ASSIGNMENT: Transcribe verbatim every line from the line containing "a named series" to the end of the entries, including both endpoints. Output nothing beyond those lines.

EXERCISE DATA:
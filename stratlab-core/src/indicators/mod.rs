//! Concrete indicator implementations.
//!
//! Every indicator implements the `Indicator` trait from `components::indicator`
//! and is precomputed once before the bar loop into `IndicatorValues`.
//!
//! Multi-series indicators (MACD, Donchian) are exposed as separate named
//! instances per band, keeping the single-series `Indicator` trait unchanged.

pub mod atr;
pub mod donchian;
pub mod ema;
pub mod macd;
pub mod rsi;
pub mod sma;

pub use atr::Atr;
pub use donchian::{Donchian, DonchianBand};
pub use ema::ema_of_series;
pub use macd::{Macd, MacdBand};
pub use rsi::Rsi;
pub use sma::{PriceSource, Sma};

/// Create synthetic bars from close prices for testing.
///
/// open = prev_close (or close for first bar), high = max(open,close) + 1.0,
/// low = min(open,close) - 1.0, volume = 1000.
#[cfg(test)]
pub fn make_bars(closes: &[f64]) -> Vec<crate::domain::Bar> {
    let volumes = vec![1000; closes.len()];
    make_bars_with_volume(closes, &volumes)
}

#[cfg(test)]
pub fn make_bars_with_volume(closes: &[f64], volumes: &[u64]) -> Vec<crate::domain::Bar> {
    use crate::domain::Bar;
    let base_date = chrono::NaiveDate::from_ymd_opt(2024, 1, 2).unwrap();
    closes
        .iter()
        .zip(volumes)
        .enumerate()
        .map(|(i, (&close, &volume))| {
            let open = if i == 0 { close } else { closes[i - 1] };
            Bar {
                symbol: "TEST".to_string(),
                date: base_date + chrono::Duration::days(i as i64),
                open,
                high: open.max(close) + 1.0,
                low: open.min(close) - 1.0,
                close,
                volume,
            }
        })
        .collect()
}

/// Assert two f64 values are approximately equal (within epsilon).
#[cfg(test)]
pub fn assert_approx(actual: f64, expected: f64, epsilon: f64) {
    assert!(
        (actual - expected).abs() < epsilon,
        "assert_approx failed: actual={actual}, expected={expected}, diff={}, epsilon={epsilon}",
        (actual - expected).abs()
    );
}

#[cfg(test)]
pub const DEFAULT_EPSILON: f64 = 1e-10;
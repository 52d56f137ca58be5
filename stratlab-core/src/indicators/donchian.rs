//! Donchian channel: highest high / lowest low over a rolling window.
//!
//! Exposed as two named series, `donchian_upper_{n}` and
//! `donchian_lower_{n}`. Lookback: period - 1.

use crate::components::indicator::Indicator;
use crate::domain::Bar;

#[derive(Debug, Clone, Copy, PartialEq, Eq)]
pub enum DonchianBand {
    Upper,
    Lower,
}

#[derive(Debug, Clone)]
pub struct Donchian {
    period: usize,
    band: DonchianBand,
    name: String,
}

impl Donchian {
    pub fn upper(period: usize) -> Self {
        Self::new(period, DonchianBand::Upper)
    }

    pub fn lower(period: usize) -> Self {
        Self::new(period, DonchianBand::Lower)
    }

    fn new(period: usize, band: DonchianBand) -> Self {
        assert!(period >= 1, "Donchian period must be >= 1");
        Self {
            period,
            band,
            name: Self::key(period, band),
        }
    }

    pub fn key(period: usize, band: DonchianBand) -> String {
        match band {
            DonchianBand::Upper => format!("donchian_upper_{period}"),
            DonchianBand::Lower => format!("donchian_lower_{period}"),
        }
    }
}

impl Indicator for Donchian {
    fn name(&self) -> &str {
        &self.name
    }

    fn lookback(&self) -> usize {
        self.period.saturating_sub(1)
    }

    fn compute(&self, bars: &[Bar]) -> Vec<f64> {
        let n = bars.len();
        let mut result = vec![f64::NAN; n];
        if n < self.period {
            return result;
        }

        for i in (self.period - 1)..n {
            let window = &bars[i + 1 - self.period..=i];
            let extreme = match self.band {
                DonchianBand::Upper => window
                    .iter()
                    .map(|b| b.high)
                    .try_fold(f64::NEG_INFINITY, |acc, h| (!h.is_nan()).then(|| acc.max(h))),
                DonchianBand::Lower => window
                    .iter()
                    .map(|b| b.low)
                    .try_fold(f64::INFINITY, |acc, l| (!l.is_nan()).then(|| acc.min(l))),
            };
            result[i] = extreme.unwrap_or(f64::NAN);
        }
        result
    }
}

#[cfg(test)]
mod tests {
    use super::*;
    use crate::indicators::{assert_approx, make_bars, DEFAULT_EPSILON};

    #[test]
    fn donchian_upper_lower() {
        // highs = max(open, close) + 1, lows = min(open, close) - 1
        let bars = make_bars(&[10.0, 12.0, 11.0, 15.0, 13.0]);
        let upper = Donchian::upper(3).compute(&bars);
        let lower = Donchian::lower(3).compute(&bars);
        assert!(upper[1].is_nan());
        assert_approx(upper[2], 13.0, DEFAULT_EPSILON);
        assert_approx(upper[4], 16.0, DEFAULT_EPSILON);
        assert_approx(lower[2], 9.0, DEFAULT_EPSILON);
        assert_approx(lower[4], 10.0, DEFAULT_EPSILON);
    }

    #[test]
    fn donchian_nan_in_window() {
        let mut bars = make_bars(&[10.0, 12.0, 11.0, 15.0]);
        bars[1].high = f64::NAN;
        let upper = Donchian::upper(2).compute(&bars);
        assert!(upper[1].is_nan());
        assert!(upper[2].is_nan());
        assert!(!upper[3].is_nan());
    }

    #[test]
    fn donchian_names() {
        assert_eq!(Donchian::upper(20).name(), "donchian_upper_20");
        assert_eq!(Donchian::lower(20).name(), "donchian_lower_20");
        assert_eq!(Donchian::upper(20).lookback(), 19);
    }
}
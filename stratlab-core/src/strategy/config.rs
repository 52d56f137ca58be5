//! Strategy configuration: per-variant parameter sets with reference defaults.
//!
//! Parsed from TOML. Every key is optional and falls back to the default;
//! unknown keys are rejected. `validate()` checks each parameter's domain and
//! is called by `StrategyEngine::new`, so an engine never holds an invalid
//! configuration.

use serde::{Deserialize, Serialize};
use thiserror::Error;

use super::StrategyKind;

#[derive(Debug, Error)]
pub enum ConfigError {
    #[error("invalid parameter `{param}`: {reason}")]
    InvalidParam { param: &'static str, reason: String },

    #[error("strategy name must not be empty")]
    EmptyName,

    #[error("unknown strategy kind '{0}'")]
    UnknownKind(String),

    #[error("failed to parse configuration: {0}")]
    Parse(#[from] toml::de::Error),

    #[error("failed to render configuration: {0}")]
    Render(#[from] toml::ser::Error),
}

fn invalid(param: &'static str, reason: impl Into<String>) -> ConfigError {
    ConfigError::InvalidParam {
        param,
        reason: reason.into(),
    }
}

fn require_period(param: &'static str, value: usize) -> Result<(), ConfigError> {
    if value == 0 {
        return Err(invalid(param, "must be >= 1"));
    }
    Ok(())
}

fn require_positive(param: &'static str, value: f64) -> Result<(), ConfigError> {
    if !value.is_finite() || value <= 0.0 {
        return Err(invalid(param, format!("must be a finite number > 0, got {value}")));
    }
    Ok(())
}

fn require_fast_below_slow(fast: usize, slow: usize) -> Result<(), ConfigError> {
    if fast >= slow {
        return Err(invalid(
            "slow_period",
            format!("must be greater than fast period ({fast} >= {slow})"),
        ));
    }
    Ok(())
}

// ─── Top-level ───────────────────────────────────────────────────────

fn default_log_actions() -> bool {
    true
}

/// One named strategy instance: a variant plus its parameters.
#[derive(Debug, Clone, PartialEq, Serialize, Deserialize)]
#[serde(deny_unknown_fields)]
pub struct StrategyConfig {
    pub name: String,
    /// Emit an `info` event for every buy/close this strategy produces.
    #[serde(default = "default_log_actions")]
    pub log_actions: bool,
    pub rules: RulesConfig,
}

impl StrategyConfig {
    pub fn new(name: impl Into<String>, rules: RulesConfig) -> Self {
        Self {
            name: name.into(),
            log_actions: default_log_actions(),
            rules,
        }
    }

    /// Default configuration for a variant, named after it.
    pub fn default_for(kind: StrategyKind) -> Self {
        Self::new(kind.as_str(), RulesConfig::default_for(kind))
    }

    pub fn kind(&self) -> StrategyKind {
        self.rules.kind()
    }

    /// Parse a single strategy table (`name`, `log_actions`, `[rules]`).
    pub fn from_toml(s: &str) -> Result<Self, ConfigError> {
        let config: Self = toml::from_str(s)?;
        config.validate()?;
        Ok(config)
    }

    pub fn to_toml(&self) -> Result<String, ConfigError> {
        Ok(toml::to_string_pretty(self)?)
    }

    pub fn validate(&self) -> Result<(), ConfigError> {
        if self.name.trim().is_empty() {
            return Err(ConfigError::EmptyName);
        }
        self.rules.validate()
    }
}

/// Variant-specific parameters, tagged by `type`.
#[derive(Debug, Clone, PartialEq, Serialize, Deserialize)]
#[serde(tag = "type", rename_all = "snake_case")]
pub enum RulesConfig {
    MovingAverage(MovingAverageParams),
    MaCrossover(MaCrossoverParams),
    Enhanced(EnhancedParams),
    Fibonacci(FibonacciParams),
    Breakout(BreakoutParams),
}

impl RulesConfig {
    pub fn default_for(kind: StrategyKind) -> Self {
        match kind {
            StrategyKind::MovingAverage => RulesConfig::MovingAverage(Default::default()),
            StrategyKind::MaCrossover => RulesConfig::MaCrossover(Default::default()),
            StrategyKind::Enhanced => RulesConfig::Enhanced(Default::default()),
            StrategyKind::Fibonacci => RulesConfig::Fibonacci(Default::default()),
            StrategyKind::Breakout => RulesConfig::Breakout(Default::default()),
        }
    }

    pub fn kind(&self) -> StrategyKind {
        match self {
            RulesConfig::MovingAverage(_) => StrategyKind::MovingAverage,
            RulesConfig::MaCrossover(_) => StrategyKind::MaCrossover,
            RulesConfig::Enhanced(_) => StrategyKind::Enhanced,
            RulesConfig::Fibonacci(_) => StrategyKind::Fibonacci,
            RulesConfig::Breakout(_) => StrategyKind::Breakout,
        }
    }

    pub fn validate(&self) -> Result<(), ConfigError> {
        match self {
            RulesConfig::MovingAverage(p) => p.validate(),
            RulesConfig::MaCrossover(p) => p.validate(),
            RulesConfig::Enhanced(p) => p.validate(),
            RulesConfig::Fibonacci(p) => p.validate(),
            RulesConfig::Breakout(p) => p.validate(),
        }
    }
}

// ─── Moving average ──────────────────────────────────────────────────

#[derive(Debug, Clone, PartialEq, Serialize, Deserialize)]
#[serde(default, deny_unknown_fields)]
pub struct MovingAverageParams {
    pub period: usize,
    pub stop_loss_pct: f64,
}

impl Default for MovingAverageParams {
    fn default() -> Self {
        Self {
            period: 15,
            stop_loss_pct: 5.0,
        }
    }
}

impl MovingAverageParams {
    pub fn validate(&self) -> Result<(), ConfigError> {
        require_period("period", self.period)?;
        require_positive("stop_loss_pct", self.stop_loss_pct)
    }
}

// ─── MA crossover ────────────────────────────────────────────────────

#[derive(Debug, Clone, PartialEq, Serialize, Deserialize)]
#[serde(default, deny_unknown_fields)]
pub struct MaCrossoverParams {
    pub fast_period: usize,
    pub slow_period: usize,
    pub stop_loss_pct: f64,
}

impl Default for MaCrossoverParams {
    fn default() -> Self {
        Self {
            fast_period: 5,
            slow_period: 20,
            stop_loss_pct: 5.0,
        }
    }
}

impl MaCrossoverParams {
    pub fn validate(&self) -> Result<(), ConfigError> {
        require_period("fast_period", self.fast_period)?;
        require_period("slow_period", self.slow_period)?;
        require_fast_below_slow(self.fast_period, self.slow_period)?;
        require_positive("stop_loss_pct", self.stop_loss_pct)
    }
}

// ─── Enhanced ────────────────────────────────────────────────────────

#[derive(Debug, Clone, PartialEq, Serialize, Deserialize)]
#[serde(default, deny_unknown_fields)]
pub struct EnhancedParams {
    pub fast_period: usize,
    pub slow_period: usize,
    pub macd_fast: usize,
    pub macd_slow: usize,
    pub macd_signal: usize,
    pub rsi_period: usize,
    pub rsi_upper: f64,
    pub rsi_lower: f64,
    pub atr_period: usize,
    pub atr_multiplier: f64,
    pub volume_factor: f64,
    pub volume_period: usize,
}

impl Default for EnhancedParams {
    fn default() -> Self {
        Self {
            fast_period: 5,
            slow_period: 20,
            macd_fast: 12,
            macd_slow: 26,
            macd_signal: 9,
            rsi_period: 14,
            rsi_upper: 70.0,
            rsi_lower: 30.0,
            atr_period: 14,
            atr_multiplier: 2.0,
            volume_factor: 2.0,
            volume_period: 20,
        }
    }
}

impl EnhancedParams {
    pub fn validate(&self) -> Result<(), ConfigError> {
        require_period("fast_period", self.fast_period)?;
        require_period("slow_period", self.slow_period)?;
        require_fast_below_slow(self.fast_period, self.slow_period)?;
        require_period("macd_fast", self.macd_fast)?;
        require_period("macd_signal", self.macd_signal)?;
        if self.macd_fast >= self.macd_slow {
            return Err(invalid("macd_slow", "must be greater than macd_fast"));
        }
        require_period("rsi_period", self.rsi_period)?;
        for (param, value) in [("rsi_upper", self.rsi_upper), ("rsi_lower", self.rsi_lower)] {
            if !(0.0..=100.0).contains(&value) {
                return Err(invalid(param, format!("must be within 0..=100, got {value}")));
            }
        }
        if self.rsi_lower >= self.rsi_upper {
            return Err(invalid("rsi_lower", "must be below rsi_upper"));
        }
        require_period("atr_period", self.atr_period)?;
        require_positive("atr_multiplier", self.atr_multiplier)?;
        require_positive("volume_factor", self.volume_factor)?;
        require_period("volume_period", self.volume_period)
    }
}

// ─── Fibonacci ───────────────────────────────────────────────────────

#[derive(Debug, Clone, PartialEq, Serialize, Deserialize)]
#[serde(default, deny_unknown_fields)]
pub struct FibonacciParams {
    /// Window for the swing high / swing low.
    pub period: usize,
    /// Profit-taking level.
    pub target_ratio: f64,
    pub shallow_ratio: f64,
    pub deep_ratio: f64,
    /// Half-width of the entry band around a level, in percent.
    pub tolerance_pct: f64,
    pub atr_period: usize,
    pub atr_multiplier: f64,
}

impl Default for FibonacciParams {
    fn default() -> Self {
        Self {
            period: 20,
            target_ratio: 0.236,
            shallow_ratio: 0.382,
            deep_ratio: 0.618,
            tolerance_pct: 1.0,
            atr_period: 14,
            atr_multiplier: 2.0,
        }
    }
}

impl FibonacciParams {
    pub fn validate(&self) -> Result<(), ConfigError> {
        require_period("period", self.period)?;
        let ratios = [
            ("target_ratio", self.target_ratio),
            ("shallow_ratio", self.shallow_ratio),
            ("deep_ratio", self.deep_ratio),
        ];
        for (param, value) in ratios {
            if !(value > 0.0 && value < 1.0) {
                return Err(invalid(param, format!("must be within (0, 1), got {value}")));
            }
        }
        if !(self.target_ratio < self.shallow_ratio && self.shallow_ratio < self.deep_ratio) {
            return Err(invalid(
                "deep_ratio",
                "ratios must be strictly ascending: target < shallow < deep",
            ));
        }
        if !self.tolerance_pct.is_finite() || self.tolerance_pct < 0.0 {
            return Err(invalid("tolerance_pct", "must be a finite number >= 0"));
        }
        require_period("atr_period", self.atr_period)?;
        require_positive("atr_multiplier", self.atr_multiplier)
    }
}

// ─── Breakout ────────────────────────────────────────────────────────

#[derive(Debug, Clone, PartialEq, Serialize, Deserialize)]
#[serde(default, deny_unknown_fields)]
pub struct BreakoutParams {
    /// Minimum open-to-close rise, in percent, to count as limit-up.
    pub limit_up_pct: f64,
    pub volume_ratio: f64,
    pub volume_period: usize,
    /// Minimum close-over-close rise, in percent.
    pub price_up_pct: f64,
    pub price_ma_period: usize,
    pub max_hold_days: usize,
    pub stop_loss_pct: f64,
    pub take_profit_pct: f64,
}

impl Default for BreakoutParams {
    fn default() -> Self {
        Self {
            limit_up_pct: 9.8,
            volume_ratio: 2.0,
            volume_period: 5,
            price_up_pct: 5.0,
            price_ma_period: 5,
            max_hold_days: 3,
            stop_loss_pct: 5.0,
            take_profit_pct: 7.0,
        }
    }
}

impl BreakoutParams {
    pub fn validate(&self) -> Result<(), ConfigError> {
        require_positive("limit_up_pct", self.limit_up_pct)?;
        require_positive("volume_ratio", self.volume_ratio)?;
        require_period("volume_period", self.volume_period)?;
        require_positive("price_up_pct", self.price_up_pct)?;
        require_period("price_ma_period", self.price_ma_period)?;
        require_period("max_hold_days", self.max_hold_days)?;
        require_positive("stop_loss_pct", self.stop_loss_pct)?;
        require_positive("take_profit_pct", self.take_profit_pct)
    }
}

#[cfg(test)]
mod tests {
    use super::*;

    #[test]
    fn defaults_validate_for_every_kind() {
        for kind in StrategyKind::ALL {
            let config = StrategyConfig::default_for(kind);
            config.validate().unwrap();
            assert_eq!(config.kind(), kind);
        }
    }

    #[test]
    fn missing_keys_take_defaults() {
        let config = StrategyConfig::from_toml(
            r#"
            name = "breakout-a"
            [rules]
            type = "breakout"
            max_hold_days = 5
            "#,
        )
        .unwrap();
        let RulesConfig::Breakout(p) = &config.rules else {
            panic!("expected breakout rules");
        };
        assert_eq!(p.max_hold_days, 5);
        assert_eq!(p.stop_loss_pct, 5.0);
        assert_eq!(p.limit_up_pct, 9.8);
        assert!(config.log_actions);
    }

    #[test]
    fn unknown_key_is_rejected() {
        let err = StrategyConfig::from_toml(
            r#"
            name = "ma"
            [rules]
            type = "moving_average"
            perod = 10
            "#,
        )
        .unwrap_err();
        assert!(matches!(err, ConfigError::Parse(_)));
    }

    #[test]
    fn negative_max_hold_fails_at_parse() {
        let err = StrategyConfig::from_toml(
            r#"
            name = "b"
            [rules]
            type = "breakout"
            max_hold_days = -1
            "#,
        )
        .unwrap_err();
        assert!(matches!(err, ConfigError::Parse(_)));
    }

    #[test]
    fn zero_max_hold_fails_validation() {
        let rules = RulesConfig::Breakout(BreakoutParams {
            max_hold_days: 0,
            ..Default::default()
        });
        let err = StrategyConfig::new("b", rules).validate().unwrap_err();
        assert!(matches!(
            err,
            ConfigError::InvalidParam {
                param: "max_hold_days",
                ..
            }
        ));
    }

    #[test]
    fn fast_must_be_below_slow() {
        let p = MaCrossoverParams {
            fast_period: 20,
            slow_period: 20,
            ..Default::default()
        };
        assert!(p.validate().is_err());
    }

    #[test]
    fn fibonacci_ratios_must_ascend() {
        let p = FibonacciParams {
            shallow_ratio: 0.7,
            ..Default::default()
        };
        assert!(p.validate().is_err());
        let p = FibonacciParams {
            deep_ratio: 1.2,
            ..Default::default()
        };
        assert!(p.validate().is_err());
    }

    #[test]
    fn enhanced_rsi_bounds() {
        let p = EnhancedParams {
            rsi_lower: 80.0,
            ..Default::default()
        };
        assert!(p.validate().is_err());
        let p = EnhancedParams {
            atr_multiplier: f64::NAN,
            ..Default::default()
        };
        assert!(p.validate().is_err());
    }

    #[test]
    fn empty_name_rejected() {
        let config = StrategyConfig::new("  ", RulesConfig::default_for(StrategyKind::Enhanced));
        assert!(matches!(config.validate(), Err(ConfigError::EmptyName)));
    }

    #[test]
    fn rendered_defaults_parse_back() {
        for kind in StrategyKind::ALL {
            let config = StrategyConfig::default_for(kind);
            let text = config.to_toml().unwrap();
            assert_eq!(StrategyConfig::from_toml(&text).unwrap(), config);
        }
    }
}
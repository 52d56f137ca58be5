//! Pending-order guard: single-flight gate for emitted actions.
//!
//! While an action is outstanding no new action may be emitted. The slot also
//! keeps the position as it was just before the action, so a rejected action
//! can be rolled back.

use serde::{Deserialize, Serialize};
use thiserror::Error;

use crate::domain::{ActionRequest, PositionState};

/// Outcome reported by the action sink for an outstanding request.
#[derive(Debug, Clone, Copy, PartialEq, Eq, Serialize, Deserialize)]
#[serde(rename_all = "lowercase")]
pub enum Settlement {
    Filled,
    Rejected,
}

#[derive(Debug, Clone, PartialEq, Error)]
pub enum GuardError {
    #[error("an action emitted at bar {bar_index} is still pending")]
    AlreadyPending { bar_index: usize },

    #[error("no action is pending")]
    NothingPending,
}

/// An in-flight request plus the position snapshot taken before it applied.
#[derive(Debug, Clone, PartialEq)]
pub struct PendingAction {
    pub request: ActionRequest,
    pub snapshot: PositionState,
}

#[derive(Debug, Clone, Default)]
pub struct PendingOrderGuard {
    slot: Option<PendingAction>,
}

impl PendingOrderGuard {
    pub fn new() -> Self {
        Self::default()
    }

    pub fn is_pending(&self) -> bool {
        self.slot.is_some()
    }

    pub fn pending(&self) -> Option<&ActionRequest> {
        self.slot.as_ref().map(|p| &p.request)
    }

    /// Occupy the slot. Fails if an action is already outstanding.
    pub fn arm(&mut self, pending: PendingAction) -> Result<(), GuardError> {
        if let Some(current) = &self.slot {
            return Err(GuardError::AlreadyPending {
                bar_index: current.request.bar_index,
            });
        }
        self.slot = Some(pending);
        Ok(())
    }

    /// Clear the slot, returning what was pending.
    pub fn release(&mut self) -> Result<PendingAction, GuardError> {
        self.slot.take().ok_or(GuardError::NothingPending)
    }
}

#[cfg(test)]
mod tests {
    use super::*;
    use crate::domain::Reason;
    use chrono::NaiveDate;

    fn pending(bar_index: usize) -> PendingAction {
        let date = NaiveDate::from_ymd_opt(2024, 1, 2).unwrap();
        PendingAction {
            request: ActionRequest::buy(bar_index, date, "TEST", 10.0, Reason::MaTrend),
            snapshot: PositionState::flat(),
        }
    }

    #[test]
    fn arm_then_release() {
        let mut guard = PendingOrderGuard::new();
        assert!(!guard.is_pending());
        guard.arm(pending(3)).unwrap();
        assert!(guard.is_pending());
        assert_eq!(guard.pending().map(|r| r.bar_index), Some(3));
        let released = guard.release().unwrap();
        assert_eq!(released.request.bar_index, 3);
        assert!(!guard.is_pending());
    }

    #[test]
    fn second_arm_is_rejected() {
        let mut guard = PendingOrderGuard::new();
        guard.arm(pending(1)).unwrap();
        assert_eq!(
            guard.arm(pending(2)),
            Err(GuardError::AlreadyPending { bar_index: 1 })
        );
        assert_eq!(guard.pending().map(|r| r.bar_index), Some(1));
    }

    #[test]
    fn release_when_empty() {
        let mut guard = PendingOrderGuard::new();
        assert_eq!(guard.release(), Err(GuardError::NothingPending));
    }
}
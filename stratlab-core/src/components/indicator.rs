//! Indicator trait, precomputed indicator values, and the lag-aware series view.
//!
//! Indicators are pure functions: bar history in, numeric series out.
//! They are precomputed once before the bar loop. Strategies never touch the
//! raw vectors; they read through an [`IndicatorSeries`] bound to the current
//! bar index, which cannot see later bars.

use crate::domain::Bar;
use std::collections::HashMap;

/// Trait for indicators.
///
/// Indicators take a full bar series and produce a numeric output series of
/// the same length. The first `lookback()` values are `f64::NAN` (warmup).
///
/// # Look-ahead contamination guard
/// No indicator value at bar t may depend on price data from bar t+1 or later.
/// Every indicator must pass the truncated-vs-full series test.
pub trait Indicator: Send + Sync {
    /// Key the series is stored under (e.g. "sma_20", "volume_sma_5").
    fn name(&self) -> &str;

    /// Number of bars needed before the indicator produces valid output.
    fn lookback(&self) -> usize;

    /// Compute the indicator for the entire bar series.
    fn compute(&self, bars: &[Bar]) -> Vec<f64>;
}

/// Container for precomputed indicator values, keyed by indicator name.
#[derive(Debug, Clone, Default)]
pub struct IndicatorValues {
    series: HashMap<String, Vec<f64>>,
}

impl IndicatorValues {
    pub fn new() -> Self {
        Self::default()
    }

    pub fn insert(&mut self, name: impl Into<String>, values: Vec<f64>) {
        self.series.insert(name.into(), values);
    }

    /// Raw value at a bar index. NaN during warmup is returned as-is.
    pub fn get(&self, name: &str, bar_index: usize) -> Option<f64> {
        self.series
            .get(name)
            .and_then(|v| v.get(bar_index).copied())
    }

    pub fn get_series(&self, name: &str) -> Option<&[f64]> {
        self.series.get(name).map(|v| v.as_slice())
    }

    pub fn contains(&self, name: &str) -> bool {
        self.series.contains_key(name)
    }

    /// View of a named series as seen from `bar_index`.
    pub fn at(&self, name: &str, bar_index: usize) -> Option<IndicatorSeries<'_>> {
        self.series
            .get_key_value(name)
            .map(|(key, values)| IndicatorSeries::new(key, values, bar_index))
    }

    pub fn len(&self) -> usize {
        self.series.len()
    }

    pub fn is_empty(&self) -> bool {
        self.series.is_empty()
    }
}

/// Read-only view of one indicator series, anchored at a bar index.
///
/// `value(0)` is the anchored bar, `value(k)` the bar k steps earlier. Both
/// warmup NaN and lags reaching before bar 0 read as `None`; nothing after
/// the anchor is reachable.
#[derive(Debug, Clone, Copy)]
pub struct IndicatorSeries<'a> {
    name: &'a str,
    values: &'a [f64],
    index: usize,
}

impl<'a> IndicatorSeries<'a> {
    pub fn new(name: &'a str, values: &'a [f64], index: usize) -> Self {
        Self {
            name,
            values,
            index,
        }
    }

    pub fn name(&self) -> &'a str {
        self.name
    }

    pub fn index(&self) -> usize {
        self.index
    }

    pub fn current(&self) -> Option<f64> {
        self.value(0)
    }

    pub fn previous(&self) -> Option<f64> {
        self.value(1)
    }

    pub fn value(&self, lag: usize) -> Option<f64> {
        let idx = self.index.checked_sub(lag)?;
        self.values.get(idx).copied().filter(|v| v.is_finite())
    }
}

EXERCISE RESPONSE:
    /// View of a named series as seen from `bar_index`.
    pub fn at(&self, name: &str, bar_index: usize) -> Option<IndicatorSeries<'_>> {
        self.series
            .get_key_value(name)
            .map(|(key, values)| IndicatorSeries::new(key, values, bar_index))
    }

    pub fn len(&self) -> usize {
        self.series.len()
    }

    pub fn is_empty(&self) -> bool {
        self.series.is_empty()
    }
}

/// Read-only view of one indicator series, anchored at a bar index.
///
/// `value(0)` is the anchored bar, `value(k)` the bar k steps earlier. Both
/// warmup NaN and lags reaching before bar 0 read as `None`; nothing after
/// the anchor is reachable.
#[derive(Debug, Clone, Copy)]
pub struct IndicatorSeries<'a> {
    name: &'a str,
    values: &'a [f64],
    index: usize,
}

impl<'a> IndicatorSeries<'a> {
    pub fn new(name: &'a str, values: &'a [f64], index: usize) -> Self {
        Self {
            name,
            values,
            index,
        }
    }

    pub fn name(&self) -> &'a str {
        self.name
    }

    pub fn index(&self) -> usize {
        self.index
    }

    pub fn current(&self) -> Option<f64> {
        self.value(0)
    }

    pub fn previous(&self) -> Option<f64> {
        self.value(1)
    }

    pub fn value(&self, lag: usize) -> Option<f64> {
        let idx = self.index.checked_sub(lag)?;
        self.values.get(idx).copied().filter(|v| v.is_finite())
    }
}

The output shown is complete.